Locate every line below that contains the word "already" and copy it.
[SOURCE DATA]
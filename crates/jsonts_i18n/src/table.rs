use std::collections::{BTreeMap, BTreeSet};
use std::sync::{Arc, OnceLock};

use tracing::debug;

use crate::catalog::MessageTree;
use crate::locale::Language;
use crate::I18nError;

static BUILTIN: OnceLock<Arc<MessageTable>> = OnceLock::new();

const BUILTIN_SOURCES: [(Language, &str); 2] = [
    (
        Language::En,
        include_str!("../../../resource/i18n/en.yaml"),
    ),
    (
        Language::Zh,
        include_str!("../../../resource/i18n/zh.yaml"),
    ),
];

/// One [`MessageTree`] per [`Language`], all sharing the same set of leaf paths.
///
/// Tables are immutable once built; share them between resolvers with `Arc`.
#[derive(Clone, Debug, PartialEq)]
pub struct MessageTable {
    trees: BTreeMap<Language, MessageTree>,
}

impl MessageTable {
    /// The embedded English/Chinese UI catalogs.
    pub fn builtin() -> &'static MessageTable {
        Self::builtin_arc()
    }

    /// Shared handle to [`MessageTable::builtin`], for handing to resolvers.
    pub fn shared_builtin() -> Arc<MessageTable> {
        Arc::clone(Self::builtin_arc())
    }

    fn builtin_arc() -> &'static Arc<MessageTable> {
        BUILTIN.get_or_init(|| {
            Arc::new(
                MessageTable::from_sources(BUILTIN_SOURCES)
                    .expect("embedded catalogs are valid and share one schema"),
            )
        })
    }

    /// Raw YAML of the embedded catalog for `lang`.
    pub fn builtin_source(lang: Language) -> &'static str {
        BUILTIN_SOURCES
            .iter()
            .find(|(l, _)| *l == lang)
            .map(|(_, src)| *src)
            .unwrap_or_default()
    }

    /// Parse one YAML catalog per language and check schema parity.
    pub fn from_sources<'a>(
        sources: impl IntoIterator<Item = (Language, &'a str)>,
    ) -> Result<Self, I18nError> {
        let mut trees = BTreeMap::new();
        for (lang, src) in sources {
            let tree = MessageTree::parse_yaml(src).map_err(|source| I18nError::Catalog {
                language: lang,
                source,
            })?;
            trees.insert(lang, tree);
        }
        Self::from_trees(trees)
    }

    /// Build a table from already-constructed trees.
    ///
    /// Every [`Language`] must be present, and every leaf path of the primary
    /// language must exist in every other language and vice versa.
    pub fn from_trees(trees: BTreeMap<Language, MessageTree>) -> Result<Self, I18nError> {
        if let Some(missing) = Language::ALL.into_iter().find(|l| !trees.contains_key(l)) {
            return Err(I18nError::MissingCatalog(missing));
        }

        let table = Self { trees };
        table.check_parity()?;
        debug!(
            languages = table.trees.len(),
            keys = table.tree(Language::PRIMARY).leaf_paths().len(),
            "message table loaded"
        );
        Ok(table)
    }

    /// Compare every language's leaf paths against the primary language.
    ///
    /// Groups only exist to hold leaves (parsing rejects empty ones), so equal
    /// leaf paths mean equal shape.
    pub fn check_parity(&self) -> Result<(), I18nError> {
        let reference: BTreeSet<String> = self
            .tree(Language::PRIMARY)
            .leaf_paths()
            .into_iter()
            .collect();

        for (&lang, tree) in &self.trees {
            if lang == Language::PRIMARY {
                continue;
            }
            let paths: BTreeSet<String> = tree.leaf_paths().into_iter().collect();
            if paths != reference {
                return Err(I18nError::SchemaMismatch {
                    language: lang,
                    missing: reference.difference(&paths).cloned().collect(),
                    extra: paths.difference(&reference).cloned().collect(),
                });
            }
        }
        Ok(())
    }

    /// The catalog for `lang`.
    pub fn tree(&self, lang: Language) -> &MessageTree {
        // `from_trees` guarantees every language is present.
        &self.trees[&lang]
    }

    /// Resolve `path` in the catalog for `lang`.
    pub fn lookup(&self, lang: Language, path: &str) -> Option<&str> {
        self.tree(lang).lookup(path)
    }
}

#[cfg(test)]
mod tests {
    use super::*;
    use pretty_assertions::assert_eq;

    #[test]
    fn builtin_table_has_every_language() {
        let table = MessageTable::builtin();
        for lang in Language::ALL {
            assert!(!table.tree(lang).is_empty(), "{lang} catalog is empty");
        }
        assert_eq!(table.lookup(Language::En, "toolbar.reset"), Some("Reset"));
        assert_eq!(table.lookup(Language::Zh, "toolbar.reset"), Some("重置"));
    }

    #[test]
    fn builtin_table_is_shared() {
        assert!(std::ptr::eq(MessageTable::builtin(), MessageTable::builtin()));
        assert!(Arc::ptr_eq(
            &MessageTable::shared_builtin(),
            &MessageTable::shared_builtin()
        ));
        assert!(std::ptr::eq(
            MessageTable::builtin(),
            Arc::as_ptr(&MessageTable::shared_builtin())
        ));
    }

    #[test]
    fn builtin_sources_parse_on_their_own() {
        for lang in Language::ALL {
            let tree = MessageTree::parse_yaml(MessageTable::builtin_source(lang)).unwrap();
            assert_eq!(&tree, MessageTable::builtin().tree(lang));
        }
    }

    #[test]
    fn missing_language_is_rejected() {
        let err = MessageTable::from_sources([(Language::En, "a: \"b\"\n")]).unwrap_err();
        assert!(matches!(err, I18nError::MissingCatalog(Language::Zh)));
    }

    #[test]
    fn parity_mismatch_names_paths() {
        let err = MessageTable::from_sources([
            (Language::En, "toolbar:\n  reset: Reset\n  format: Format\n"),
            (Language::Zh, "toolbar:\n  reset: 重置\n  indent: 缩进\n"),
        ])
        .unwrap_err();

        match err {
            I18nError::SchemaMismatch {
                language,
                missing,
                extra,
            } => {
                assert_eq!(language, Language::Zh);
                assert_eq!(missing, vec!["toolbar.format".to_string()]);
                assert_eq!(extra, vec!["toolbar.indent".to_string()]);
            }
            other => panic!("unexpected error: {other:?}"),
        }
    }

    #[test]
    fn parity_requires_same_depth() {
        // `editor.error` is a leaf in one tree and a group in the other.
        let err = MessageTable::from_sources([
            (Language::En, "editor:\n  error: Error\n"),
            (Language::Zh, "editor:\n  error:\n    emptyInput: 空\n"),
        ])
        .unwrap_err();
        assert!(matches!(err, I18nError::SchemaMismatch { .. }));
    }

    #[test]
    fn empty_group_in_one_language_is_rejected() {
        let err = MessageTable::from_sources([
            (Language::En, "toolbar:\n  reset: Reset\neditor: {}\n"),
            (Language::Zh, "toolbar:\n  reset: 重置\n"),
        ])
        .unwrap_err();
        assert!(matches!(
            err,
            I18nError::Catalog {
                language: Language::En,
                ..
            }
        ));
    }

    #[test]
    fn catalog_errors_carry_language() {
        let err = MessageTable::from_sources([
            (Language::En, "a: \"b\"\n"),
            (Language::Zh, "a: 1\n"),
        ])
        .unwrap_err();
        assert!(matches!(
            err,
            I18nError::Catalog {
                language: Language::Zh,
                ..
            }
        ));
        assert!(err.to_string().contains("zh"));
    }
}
[/SOURCE DATA]
[SOURCE DATA]
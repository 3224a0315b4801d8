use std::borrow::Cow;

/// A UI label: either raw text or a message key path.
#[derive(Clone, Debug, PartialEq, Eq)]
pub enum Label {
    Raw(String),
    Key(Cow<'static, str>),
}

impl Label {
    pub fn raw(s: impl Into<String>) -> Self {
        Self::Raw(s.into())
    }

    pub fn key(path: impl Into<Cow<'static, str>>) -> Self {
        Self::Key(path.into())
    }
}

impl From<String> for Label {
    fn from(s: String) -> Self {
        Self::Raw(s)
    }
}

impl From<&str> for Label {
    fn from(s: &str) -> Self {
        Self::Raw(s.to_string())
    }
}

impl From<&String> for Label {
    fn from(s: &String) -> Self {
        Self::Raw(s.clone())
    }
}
[/SOURCE DATA]
[SOURCE DATA]
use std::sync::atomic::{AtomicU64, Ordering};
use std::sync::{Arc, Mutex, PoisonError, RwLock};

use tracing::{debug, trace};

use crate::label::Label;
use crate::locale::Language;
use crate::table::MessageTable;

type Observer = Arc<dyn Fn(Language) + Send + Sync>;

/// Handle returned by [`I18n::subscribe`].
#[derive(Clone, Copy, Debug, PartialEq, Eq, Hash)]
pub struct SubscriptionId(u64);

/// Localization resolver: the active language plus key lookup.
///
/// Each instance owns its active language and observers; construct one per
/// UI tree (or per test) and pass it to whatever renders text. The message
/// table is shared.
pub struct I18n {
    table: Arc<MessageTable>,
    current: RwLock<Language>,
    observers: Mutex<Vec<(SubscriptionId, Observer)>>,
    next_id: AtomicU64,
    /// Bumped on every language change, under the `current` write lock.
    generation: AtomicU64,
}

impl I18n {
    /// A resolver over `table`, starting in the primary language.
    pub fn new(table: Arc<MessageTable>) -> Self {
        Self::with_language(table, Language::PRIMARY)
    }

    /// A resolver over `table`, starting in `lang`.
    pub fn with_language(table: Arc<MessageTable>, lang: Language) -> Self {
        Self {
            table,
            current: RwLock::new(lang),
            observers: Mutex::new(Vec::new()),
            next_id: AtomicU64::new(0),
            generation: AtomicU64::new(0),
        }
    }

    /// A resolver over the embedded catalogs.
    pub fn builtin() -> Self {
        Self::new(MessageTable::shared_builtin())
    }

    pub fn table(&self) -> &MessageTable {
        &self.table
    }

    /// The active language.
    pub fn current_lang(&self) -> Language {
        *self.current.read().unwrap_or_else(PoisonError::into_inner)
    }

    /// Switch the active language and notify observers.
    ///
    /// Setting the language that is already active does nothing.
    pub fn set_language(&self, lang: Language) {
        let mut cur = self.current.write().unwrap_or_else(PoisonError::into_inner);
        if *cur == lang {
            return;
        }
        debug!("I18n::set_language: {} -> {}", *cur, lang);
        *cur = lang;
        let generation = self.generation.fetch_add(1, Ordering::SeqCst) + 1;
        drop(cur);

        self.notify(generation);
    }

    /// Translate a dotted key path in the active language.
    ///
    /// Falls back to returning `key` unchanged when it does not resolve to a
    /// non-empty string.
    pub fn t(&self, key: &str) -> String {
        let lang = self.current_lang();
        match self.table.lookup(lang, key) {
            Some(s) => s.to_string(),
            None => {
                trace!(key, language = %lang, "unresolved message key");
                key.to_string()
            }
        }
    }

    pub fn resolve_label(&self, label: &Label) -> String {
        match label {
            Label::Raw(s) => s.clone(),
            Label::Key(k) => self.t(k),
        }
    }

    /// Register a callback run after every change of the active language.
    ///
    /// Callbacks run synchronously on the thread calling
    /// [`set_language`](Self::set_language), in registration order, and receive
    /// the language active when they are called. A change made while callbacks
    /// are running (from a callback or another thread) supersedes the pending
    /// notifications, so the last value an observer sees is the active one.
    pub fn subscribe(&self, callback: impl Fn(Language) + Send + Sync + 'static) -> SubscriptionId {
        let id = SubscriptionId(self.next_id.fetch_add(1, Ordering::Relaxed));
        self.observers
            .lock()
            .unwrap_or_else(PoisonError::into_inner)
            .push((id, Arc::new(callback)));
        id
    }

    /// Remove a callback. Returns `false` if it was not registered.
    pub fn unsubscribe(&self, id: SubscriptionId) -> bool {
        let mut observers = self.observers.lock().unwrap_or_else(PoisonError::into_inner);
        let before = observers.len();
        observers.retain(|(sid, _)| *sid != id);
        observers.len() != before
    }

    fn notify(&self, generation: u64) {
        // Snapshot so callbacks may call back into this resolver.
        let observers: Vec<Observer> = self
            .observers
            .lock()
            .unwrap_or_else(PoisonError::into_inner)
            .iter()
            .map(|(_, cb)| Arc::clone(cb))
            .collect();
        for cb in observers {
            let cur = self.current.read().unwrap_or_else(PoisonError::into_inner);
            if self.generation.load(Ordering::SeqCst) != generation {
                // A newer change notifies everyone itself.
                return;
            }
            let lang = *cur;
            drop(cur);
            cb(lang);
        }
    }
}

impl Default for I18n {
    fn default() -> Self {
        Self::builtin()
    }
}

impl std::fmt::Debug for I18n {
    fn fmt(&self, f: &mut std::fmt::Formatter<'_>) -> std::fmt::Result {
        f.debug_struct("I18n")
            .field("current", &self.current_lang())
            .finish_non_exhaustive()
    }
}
[/SOURCE DATA]
WORKED SOLUTION
    /// Build a table from already-constructed trees.
    /// Setting the language that is already active does nothing.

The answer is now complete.